In The sad state of sysadmin in the age of containers, Erich Schubert worries about the possibility of containers stopping people thinking about what they are installing, and so running risks that they do not understand: "Docker is the new 'curl | sudo bash'".
In Docker vs Reality , 0 - 1, Kris Buytaert reckons that immutable applications are a smaller part of real-life problems than many people seem to think - so while Docker is good at the immutable part, the excitement about it is more hype than grounded in reality.
Containers Yes, Docker No
In LXC containers are awesome, but Docker.io sucks, Cal Leeming reckons that Docker botches LXC, but "For some of you, Docker might be the best step forward especially if you do not have the in-house skills to create your own application container stack."
In Let's review.. Docker (again), Cal Leeming raises objections to Dockerfile structure, the poor practical performance of layers, Docker Hub constraints, security setup, kernel incompatibility issues.
In The case against Docker, Andreas Jung found docker image builds slow and flaky, and cleanups more hassle than they should be - the overall effect being to make any overall advantage of Docker very unclear.
In Of Containers, Dockers, Rockets, and Daemons, Maciej Pasternacki describes Docker as implementation-defined, monolithic and opaque - and is hopeful that CoreOS/Rocket might do better.
Rocket Rival
Towards the end of 2014, CoreOS came up with their own container runtime, Rocket.
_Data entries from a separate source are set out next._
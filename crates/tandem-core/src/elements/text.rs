//! Text element.

use super::{ElementId, ElementTrait, SerializableColor};
use kurbo::{Point, Rect};
use serde::{Deserialize, Serialize};
use uuid::Uuid;

/// Font family options.
#[derive(Debug, Clone, Copy, PartialEq, Eq, Default, Serialize, Deserialize)]
#[serde(rename_all = "snake_case")]
pub enum FontFamily {
    #[default]
    SansSerif,
    Serif,
    Monospace,
    Handwriting,
}

impl FontFamily {
    /// CSS-style family name handed to text backends.
    pub fn name(&self) -> &'static str {
        match self {
            FontFamily::SansSerif => "sans-serif",
            FontFamily::Serif => "serif",
            FontFamily::Monospace => "monospace",
            FontFamily::Handwriting => "cursive",
        }
    }

    pub fn all() -> &'static [FontFamily] {
        &[
            FontFamily::SansSerif,
            FontFamily::Serif,
            FontFamily::Monospace,
            FontFamily::Handwriting,
        ]
    }
}

/// A run of text anchored at its top-left corner.
#[derive(Debug, Clone, PartialEq, Serialize, Deserialize)]
pub struct Text {
    pub(crate) id: ElementId,
    pub text: String,
    /// Top-left anchor.
    pub position: Point,
    pub color: SerializableColor,
    pub font_size: f64,
    #[serde(default)]
    pub font_family: FontFamily,
}

impl Text {
    /// Average glyph advance relative to the font size, used when no layout is available.
    const APPROX_ADVANCE: f64 = 0.6;

    pub fn new(position: Point, text: String, color: SerializableColor, font_size: f64) -> Self {
        Self {
            id: Uuid::new_v4(),
            text,
            position,
            color,
            font_size,
            font_family: FontFamily::default(),
        }
    }

    pub fn with_family(mut self, family: FontFamily) -> Self {
        self.font_family = family;
        self
    }
}

impl ElementTrait for Text {
    fn id(&self) -> ElementId {
        self.id
    }

    fn bounds(&self) -> Rect {
        let lines: Vec<&str> = self.text.lines().collect();
        let widest = lines.iter().map(|l| l.chars().count()).max().unwrap_or(0).max(1);
        let width = widest as f64 * self.font_size * Self::APPROX_ADVANCE;
        let height = lines.len().max(1) as f64 * self.font_size * 1.2;
        Rect::from_origin_size(self.position, (width, height))
    }
}

#[cfg(test)]
mod tests {
    use super::*;

    #[test]
    fn test_bounds_grow_with_lines() {
        let one = Text::new(Point::ZERO, "abc".to_string(), SerializableColor::black(), 10.0);
        let two = Text::new(Point::ZERO, "abc\nabc".to_string(), SerializableColor::black(), 10.0);
        assert!(two.bounds().height() > one.bounds().height());
        assert!((one.bounds().width() - 18.0).abs() < 1e-10);
    }

    #[test]
    fn test_empty_text_still_has_area() {
        let text = Text::new(Point::new(5.0, 5.0), String::new(), SerializableColor::black(), 10.0);
        assert!(text.bounds().area() > 0.0);
    }
}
Their design drivers are:
- Composable. All tools for downloading, installing, and running containers should be well integrated, but independent and composable.
- Security. Isolation should be pluggable, and the crypto primitives for strong trust, image auditing and application identity should exist from day one.
- Image distribution. Discovery of container images should be simple and facilitate a federated namespace, and distributed retrieval. This opens the possibility of alternative protocols, such as BitTorrent, and deployments to private environments without the requirement of a registry.
- Open. The format and runtime should be well-specified and developed by a community. We want independent implementations of tools to be able to run the same container consistently.